The voice of the Seychelles warbler is described as rich and melodious, similar to a human whistle. Its structure is simple and is composed of short song sequences delivered at a low frequency range. The lack of a wide frequency range sets it apart from other species in its genus, such as the reed warbler, its song is similar to its closest relatives in Africa such as the greater swamp warbler.

==Behaviour==
The Seychelles warbler naturally occurs in dense shrubland and in tall forests of Pisonia grandis. It is almost exclusively an insectivore (99.8% of its diet is insects), and obtains 98% of its prey by gleaning small insects from the undersides of leaves. It does occasionally catch insects on the wing as well.

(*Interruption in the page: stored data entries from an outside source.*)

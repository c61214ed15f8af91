// SPDX-License-Identifier: PMPL-1.0-or-later
//! Compliqbot CLI - page accessibility audit and simulation helpers

use anyhow::{anyhow, Context};
use compliqbot::color::parse_color;
use compliqbot::config::{self, Config};
use compliqbot::preview::preview_file;
use compliqbot::report::{generate_report, OutputFormat};
use compliqbot::scanner::{self, PageAudit};
use compliqbot::simulation::ColorBlindness;
use clap::{Parser, Subcommand, ValueEnum};
use std::path::{Path, PathBuf};
use tracing::info;
use tracing_subscriber::EnvFilter;

/// Heuristic accessibility audit for HTML pages
#[derive(Parser)]
#[command(name = "compliqbot")]
#[command(version, about, long_about = None)]
struct Cli {
    /// Configuration file (TOML or YAML)
    #[arg(long, global = true, default_value_os_t = config::default_config_path())]
    config: PathBuf,

    #[command(subcommand)]
    command: Commands,
}

#[derive(Subcommand)]
enum Commands {
    /// Audit a single HTML file
    Audit {
        /// File to audit
        file: PathBuf,

        /// Output format (defaults to the configured one)
        #[arg(long)]
        format: Option<FormatArg>,

        /// Output file (stdout if not specified)
        #[arg(long)]
        output: Option<PathBuf>,

        /// Exit with status 1 when the score is below this
        #[arg(long)]
        min_score: Option<u8>,

        /// Enable verbose logging
        #[arg(long, short)]
        verbose: bool,
    },

    /// Audit every HTML file under a directory
    Scan {
        /// Directory to scan
        dir: PathBuf,

        /// Output format (defaults to the configured one)
        #[arg(long)]
        format: Option<FormatArg>,

        /// Output file (stdout if not specified)
        #[arg(long)]
        output: Option<PathBuf>,

        /// Exit with status 1 when any page scores below this
        #[arg(long)]
        min_score: Option<u8>,

        /// Enable verbose logging
        #[arg(long, short)]
        verbose: bool,
    },

    /// Show what a screen reader would announce for matching elements
    Preview {
        /// HTML file
        file: PathBuf,

        /// CSS selector of the elements to describe
        #[arg(long)]
        selector: String,

        /// Enable verbose logging
        #[arg(long, short)]
        verbose: bool,
    },

    /// Show how a color appears with a color-vision deficiency
    Simulate {
        /// Color as #hex, rgb()/rgba() or a CSS name
        color: String,

        /// Deficiency (defaults to the configured one)
        #[arg(long = "type")]
        kind: Option<ColorBlindnessArg>,

        /// Enable verbose logging
        #[arg(long, short)]
        verbose: bool,
    },

    /// Write a default configuration file to the --config path
    Init,
}

/// Output format CLI argument
#[derive(Debug, Clone, Copy, ValueEnum)]
enum FormatArg {
    /// Human-readable text
    Text,
    /// Structured JSON
    Json,
    /// SARIF for IDE/CI
    Sarif,
}

impl From<FormatArg> for OutputFormat {
    fn from(arg: FormatArg) -> Self {
        match arg {
            FormatArg::Text => OutputFormat::Text,
            FormatArg::Json => OutputFormat::Json,
            FormatArg::Sarif => OutputFormat::Sarif,
        }
    }
}

/// Color-vision deficiency CLI argument
#[derive(Debug, Clone, Copy, ValueEnum)]
enum ColorBlindnessArg {
    Protanopia,
    Deuteranopia,
    Tritanopia,
    Achromatopsia,
}

impl From<ColorBlindnessArg> for ColorBlindness {
    fn from(arg: ColorBlindnessArg) -> Self {
        match arg {
            ColorBlindnessArg::Protanopia => ColorBlindness::Protanopia,
            ColorBlindnessArg::Deuteranopia => ColorBlindness::Deuteranopia,
            ColorBlindnessArg::Tritanopia => ColorBlindness::Tritanopia,
            ColorBlindnessArg::Achromatopsia => ColorBlindness::Achromatopsia,
        }
    }
}

fn init_logging(verbose: bool, level: &str) {
    let filter = if verbose {
        EnvFilter::new("compliqbot=debug")
    } else {
        EnvFilter::new(format!("compliqbot={}", level))
    };

    tracing_subscriber::fmt()
        .with_env_filter(filter)
        .with_target(false)
        .with_writer(std::io::stderr)
        .init();
}

fn main() -> anyhow::Result<()> {
    let cli = Cli::parse();

    let config_path = cli.config;
    let load = || -> anyhow::Result<Config> {
        config::load_config(&config_path)
            .with_context(|| format!("loading {}", config_path.display()))
    };

    match cli.command {
        Commands::Audit { file, format, output, min_score, verbose } => {
            let config = load()?;
            init_logging(verbose, &config.log.level);
            let audit = scanner::scan_file(&file)
                .with_context(|| format!("auditing {}", file.display()))?;
            let audits = vec![audit];
            finish(&audits, &config, format, output.as_deref(), min_score)?;
        }

        Commands::Scan { dir, format, output, min_score, verbose } => {
            let config = load()?;
            init_logging(verbose, &config.log.level);
            let audits = scanner::scan_directory(&dir, &config.scan)?;
            finish(&audits, &config, format, output.as_deref(), min_score)?;
        }

        Commands::Preview { file, selector, verbose } => {
            let config = load()?;
            init_logging(verbose, &config.log.level);
            let previews = preview_file(&file, &selector)
                .with_context(|| format!("previewing {}", file.display()))?;
            if previews.is_empty() {
                eprintln!("No elements match {}", selector);
            }
            for item in previews {
                println!("<{}> #{}", item.tag, item.element);
                println!("{}\n", item.preview);
            }
        }

        Commands::Simulate { color, kind, verbose } => {
            let config = load()?;
            init_logging(verbose, &config.log.level);
            let rgb = parse_color(&color).ok_or_else(|| anyhow!("Unrecognized color: {}", color))?;
            let kind = kind
                .map(ColorBlindness::from)
                .unwrap_or(config.simulation.color_blindness.kind);
            println!("{}: {} -> {}", kind, rgb, kind.simulate(rgb));
        }

        Commands::Init => {
            config::write_default_config(&config_path)?;
            eprintln!("Default configuration written to {}", config_path.display());
        }
    }

    Ok(())
}

/// Render, write and apply the score threshold
fn finish(
    audits: &[PageAudit],
    config: &Config,
    format: Option<FormatArg>,
    output: Option<&Path>,
    min_score: Option<u8>,
) -> anyhow::Result<()> {
    let format = format.map(OutputFormat::from).unwrap_or(config.report.format);
    let report = generate_report(audits, format);
    write_output(&report, output)?;

    let min_score = min_score.unwrap_or(config.report.min_score);
    if min_score > 0 {
        let below = audits.iter().filter(|a| a.result.score < min_score).count();
        if below > 0 {
            info!("{} page(s) scored below {}", below, min_score);
            std::process::exit(1);
        }
    }
    Ok(())
}

/// Write output to file or stdout
fn write_output(content: &str, path: Option<&Path>) -> anyhow::Result<()> {
    match path {
        Some(p) => {
            std::fs::write(p, content)?;
            eprintln!("Report written to {}", p.display());
        }
        None => {
            println!("{}", content);
        }
    }
    Ok(())
}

Most of the foraging occurs on Pisonia, Ficus reflexa and Morinda citrifolia. Studies of the foraging behaviour found that Seychelles warblers favour Morinda and spend more time foraging there than in other trees and shrubs; the same study found that insect abundance is highest under the leaves of that shrub. The planting of Morinda on Cousin Island, and the associated improved foraging for the warbler, was an important part of the recovery of the species.

==Breeding habits==
Seychelles warblers demonstrate cooperative breeding, a reproductive system in which adult male and female helpers assist the parents in providing care and feeding the young. The helpers may also aid in territory defense, predator mobbing, nest building, and incubation (females only). Breeding pairs with helpers have increased reproductive success and produced more offspring that survived per year than breeding pairs with the helpers removed. Helpers only feed the young of their parents or close relatives and do not feed unrelated young. This is evidence for the kin-selected adaptation of providing food for the young. The indirect fitness benefits gained by helping close kin are greater than the direct fitness benefits gained as a breeder. This could be evidence for the kin-selected adaptation of providing food for the young.

On high-quality territories where there is more insect prey available, young birds were more likely to stay as helpers rather than moving to low-quality territories as breeders. On low quality territories, having a helper is unfavorable because of increased resource competition. Females are more likely to become helpers, which may explain the adaptive sex ratio bias seen in the Seychelles warblers. On high quality territories, females produce 90% daughters; on low quality territories, they produce 80% sons. Clutch sex ratio is skewed towards daughters overall. When females are moved to higher quality territories, they produce two eggs in a clutch instead of a single egg, with both eggs skewed towards the production of females. This change suggests that Seychelles warblers may have pre-ovulation control of offspring sex ratio, although the exact mechanism is unknown.

Seychelles warblers are socially monogamous, whereby a male and female form a long-term pair bond and cooperate to raise their young. Occasionally, a male and female may break their pair bond, a phenomenon known as divorce. The percentage of bonded pairs which undergo divorce varies from 1% to 16% per year, with more divorces occurring in years with very low or very high rainfall. However, divorce rates do not appear to be associated with decreased reproductive success. It has been suggested that physiological stress from harsh environmental conditions may be the cause of the increased divorce rates, rather than changes in reproductive success.